In sits, spectral mixture analysis is done by sits_mixture_model(), which has two mandatory parameters: cube (a data cube) and endmembers, a named table (or equivalent) that defines the pure pixels. The endmembers table must have the following named columns: (a) type, which defines the class associated with an endmember; (b) names, the names of the bands. Each line of the table must contain the value of each endmember for all bands (see example). To improve readability, we suggest that the endmembers parameters be defined as a tribble. A tribble is a tibble with an easier to read row-by-row layout. In the example below, we define three endmembers for classes Forest, Soil, and Water. Note that the values for each band are expressed as integers ranging from 0 to 10,000.

# Define the endmembers for three classes and six bands
em <- tibble::tribble(
  ~class,   ~B02, ~B03, ~B04, ~B8A, ~B11, ~B12,
  "forest",  200,  352,  189, 2800, 1340,  546,
  "soil",    400,  650,  700, 3600, 3500, 1800,
  "water",   700, 1100, 1400,  850,   40,   26
)
# Generate the mixture model
reg_cube <- sits_mixture_model(
  data = reg_cube,
  endmembers = em,
  multicores = 4,
  memsize = 12,
  output_dir = "./tempdir/chp5"
)
# Plot the FOREST for the first date using the Greens palette
plot(reg_cube, band = "FOREST", palette = "Greens")
Percentage of forest per pixel estimated by mixture model (Source: Authors).

Figure 28: Percentage of forest per pixel estimated by mixture model (Source: Authors).

# Plot the water endmember for the first date using the Blues palette
plot(reg_cube, band = "WATER", palette = "Blues")
Percentage of water per pixel estimated by mixture model (Source: Authors).

Figure 29: Percentage of water per pixel estimated by mixture model (Source: Authors).

# Plot the SOIL endmember for the first date using the orange red (OrRd) palette
plot(reg_cube, band = "SOIL", palette = "OrRd")
Percentage of soil per pixel estimated by mixture model (Source: Authors).
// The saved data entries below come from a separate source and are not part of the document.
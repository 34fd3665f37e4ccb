//! nregions: extract non-N regions from a FASTA file as BED
//!
//! Usage: nregions -f <FASTA> -o <BED>

use clap::Parser;
use std::path::PathBuf;
use std::process;

use nregions::commands::ExtractCommand;

#[derive(Parser)]
#[command(name = "nregions")]
#[command(version)]
#[command(
    about = "Extract non-N regions from a FASTA file, only where whole lines are N",
    long_about = "Reads a FASTA file and writes a BED file of <chrom> <start> <end> blocks \
                  that contain no complete line of Ns. Ns inside lines with other bases are \
                  kept, so small assembly gaps are ignored and only large N-padded gaps \
                  split regions. Only uppercase N is recognised. Set RUST_LOG=debug for \
                  per-record details."
)]
struct Cli {
    /// Input sequence file in FASTA format (use - for stdin)
    #[arg(short = 'f', long)]
    fasta: PathBuf,

    /// Output file in BED format (use - for stdout)
    #[arg(short = 'o', long)]
    output: PathBuf,

    /// Print run statistics to stderr
    #[arg(long)]
    stats: bool,

    /// Use smaller I/O buffers
    #[arg(long)]
    low_memory: bool,
}

fn main() {
    env_logger::init();
    let cli = Cli::parse();

    let cmd = ExtractCommand::new().with_low_memory(cli.low_memory);

    match cmd.run_files(&cli.fasta, &cli.output) {
        Ok(stats) => {
            if cli.stats {
                eprintln!("Extract stats: {}", stats);
            }
        }
        Err(e) => {
            eprintln!("Error: {}", e);
            process::exit(1);
        }
    }
}
//! Interval type for informative sequence regions.

use std::fmt;

/// A region of one FASTA record with chromosome, start, and end positions.
/// Uses 0-based, half-open coordinates (BED format), measured in raw
/// sequence bytes including any `N`s.
///
/// The chromosome is kept as the exact bytes of the FASTA record name, so
/// names that are not valid UTF-8 reach the BED output unchanged.
#[derive(Debug, Clone, PartialEq, Eq)]
pub struct Interval {
    pub chrom: Vec<u8>,
    pub start: u64,
    pub end: u64,
}

impl Interval {
    /// Create a new interval.
    #[inline]
    pub fn new(chrom: impl Into<Vec<u8>>, start: u64, end: u64) -> Self {
        Self {
            chrom: chrom.into(),
            start,
            end,
        }
    }

    /// Returns the length of the interval.
    #[inline]
    pub fn len(&self) -> u64 {
        self.end.saturating_sub(self.start)
    }

    /// Returns true if the interval has zero length.
    #[inline]
    pub fn is_empty(&self) -> bool {
        self.start >= self.end
    }
}

/// Lossy for display only; [`BedWriter`](crate::bed::BedWriter) writes the raw bytes.
impl fmt::Display for Interval {
    fn fmt(&self, f: &mut fmt::Formatter<'_>) -> fmt::Result {
        write!(
            f,
            "{}\t{}\t{}",
            String::from_utf8_lossy(&self.chrom),
            self.start,
            self.end
        )
    }
}

#[cfg(test)]
mod tests {
    use super::*;

    #[test]
    fn test_interval_len() {
        let iv = Interval::new("chr1", 4, 12);
        assert_eq!(iv.len(), 8);
        assert!(!iv.is_empty());

        let empty = Interval::new("chr1", 8, 8);
        assert_eq!(empty.len(), 0);
        assert!(empty.is_empty());
    }

    #[test]
    fn test_display_is_bed3() {
        let iv = Interval::new("scaffold_7", 0, 60);
        assert_eq!(iv.to_string(), "scaffold_7\t0\t60");

        // Body lines before any header are reported under an empty name
        let unnamed = Interval::new("", 0, 4);
        assert_eq!(unnamed.to_string(), "\t0\t4");
    }

    #[test]
    fn test_chrom_bytes_preserved() {
        let iv = Interval::new(&b"chr\xff1"[..], 0, 4);
        assert_eq!(iv.chrom, b"chr\xff1");
    }
}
Figure 30: Percentage of soil per pixel estimated by mixture model (Source: Authors).

Linear mixture models (LMM) improve the interpretation of remote sensing images by accounting for mixed pixels and providing a more accurate representation of the Earth’s surface. Some of their key benefits include:

  1. Improved classification accuracy: LMMs provide a more accurate representation of mixed pixels by considering the contributions of multiple land classes within a single pixel. This can lead to improved land cover classification accuracy compared to conventional per-pixel classification methods, which may struggle to accurately classify mixed pixels.

  2. Sub-pixel information: LMMs allow for the estimation of the abundances of each land class within a pixel, providing valuable sub-pixel information. This can be especially useful in applications where the spatial resolution of the sensor is not fine enough to resolve individual land cover types, such as monitoring urban growth or studying vegetation dynamics.

  3. Enhanced change detection: By considering the sub-pixel composition of land classes, LMMs can provide a more sensitive measure of changes in land cover over time. This can lead to more accurate and precise change detection, particularly in areas with complex land cover patterns or where subtle changes in land cover may occur.

  4. Biophysical parameter estimation: LMMs can be used to estimate biophysical parameters, such as vegetation fraction, leaf area index (LAI), or soil moisture content, by relating the endmember abundances to these parameters. This can provide valuable information for monitoring and managing natural resources, agriculture, and ecosystems.

Applications of spectral mixture analysis in remote sensing include forest degradation [18], wetland surface dynamics [19], and urban area characterization [20]. These models providing valuable information for a wide range of applications, from land mapping and change detection to resource management and environmental monitoring.